As mentioned by other reviewers, the story pace is on the slow side without being too slow or too long in my view. I was never bored at any point while reading this novel. There is one thing that has bothered me however and it is the fact that there is no proper ending to this novel. I know and understand that this is only the first part of a trilogy, but there is no climax near the end of the novel or any form of conclusion to any of the main story plots. I was left with a "now what?" kind of feeling. I would have preferred a more defined separation between this first tome and the next one. I will be the first to admit that this is a small issue.

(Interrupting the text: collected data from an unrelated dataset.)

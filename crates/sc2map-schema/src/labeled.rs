//! The labeled value tree produced by the schema labeler (component E) and
//! consumed by the translation applicator (component G).
//!
//! Unlike [`sc2map_core::Value`], keys here are human-meaningful field
//! names rather than decimal wire tags, and a `Bool` variant exists for
//! fields the labeler derives from a 0/1 integer.

use std::collections::BTreeMap;

use serde::ser::{Serialize, SerializeMap, SerializeSeq, Serializer};

/// A node of the labeled tree.
#[derive(Debug, Clone, PartialEq)]
pub enum LabeledValue {
    Null,
    Bool(bool),
    Integer(i64),
    String(String),
    BitArray { bit_count: usize, bytes: Vec<u8> },
    Sequence(Vec<LabeledValue>),
    Mapping(BTreeMap<String, LabeledValue>),
}

impl LabeledValue {
    /// Builds a `Mapping` from a fixed-size array of named fields.
    pub fn map<const N: usize>(fields: [(&str, LabeledValue); N]) -> LabeledValue {
        LabeledValue::Mapping(fields.into_iter().map(|(k, v)| (k.to_string(), v)).collect())
    }

    /// Builds a `Mapping` from a variable-length list of named fields, for
    /// schema nodes whose field set depends on a version gate.
    pub fn object(fields: Vec<(&str, LabeledValue)>) -> LabeledValue {
        LabeledValue::Mapping(fields.into_iter().map(|(k, v)| (k.to_string(), v)).collect())
    }

    /// Returns the inner mapping, if this node is a `Mapping`.
    pub fn as_mapping(&self) -> Option<&BTreeMap<String, LabeledValue>> {
        match self {
            LabeledValue::Mapping(m) => Some(m),
            _ => None,
        }
    }

    /// Returns a mutable reference to the inner mapping, if this node is a
    /// `Mapping`.
    pub fn as_mapping_mut(&mut self) -> Option<&mut BTreeMap<String, LabeledValue>> {
        match self {
            LabeledValue::Mapping(m) => Some(m),
            _ => None,
        }
    }

    /// Returns the inner sequence, if this node is a `Sequence`.
    pub fn as_sequence(&self) -> Option<&[LabeledValue]> {
        match self {
            LabeledValue::Sequence(v) => Some(v),
            _ => None,
        }
    }

    /// Returns a mutable reference to the inner sequence, if this node is a
    /// `Sequence`.
    pub fn as_sequence_mut(&mut self) -> Option<&mut Vec<LabeledValue>> {
        match self {
            LabeledValue::Sequence(v) => Some(v),
            _ => None,
        }
    }
}

impl Serialize for LabeledValue {
    fn serialize<S>(&self, serializer: S) -> Result<S::Ok, S::Error>
    where
        S: Serializer,
    {
        match self {
            LabeledValue::Null => serializer.serialize_none(),
            LabeledValue::Bool(b) => serializer.serialize_bool(*b),
            LabeledValue::Integer(i) => serializer.serialize_i64(*i),
            LabeledValue::String(s) => serializer.serialize_str(s),
            LabeledValue::BitArray { bytes, .. } => {
                let mut seq = serializer.serialize_seq(Some(bytes.len()))?;
                for byte in bytes {
                    seq.serialize_element(byte)?;
                }
                seq.end()
            }
            LabeledValue::Sequence(items) => {
                let mut seq = serializer.serialize_seq(Some(items.len()))?;
                for item in items {
                    seq.serialize_element(item)?;
                }
                seq.end()
            }
            LabeledValue::Mapping(map) => {
                let mut out = serializer.serialize_map(Some(map.len()))?;
                for (k, v) in map {
                    out.serialize_entry(k, v)?;
                }
                out.end()
            }
        }
    }
}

28 of 35 people found the following review helpful
on February 9, 2007
You may or may not have heard of Patrick Rothfuss' debut. Word is beginning to spread around the internet, so chances are that you'll be hearing more and more about this one soon. Last fall I received an email from Rothfuss' agent, Matt Bialer, asking me if I'd consider reading an ARC of The Name of the Wind. Bialer revealed that Betsy Wollheim, Daw Books' president, considered the novel the best fantasy debut she's ever read in over 30 years as an editor. Well, let it be said that a lot less is required to pique my curiosity! Both wanted me to be one of the first reviewers to get a crack at it, and I wish to thank them for thinking of me. Apparently they respect my reviews. . . Imagine that!;-)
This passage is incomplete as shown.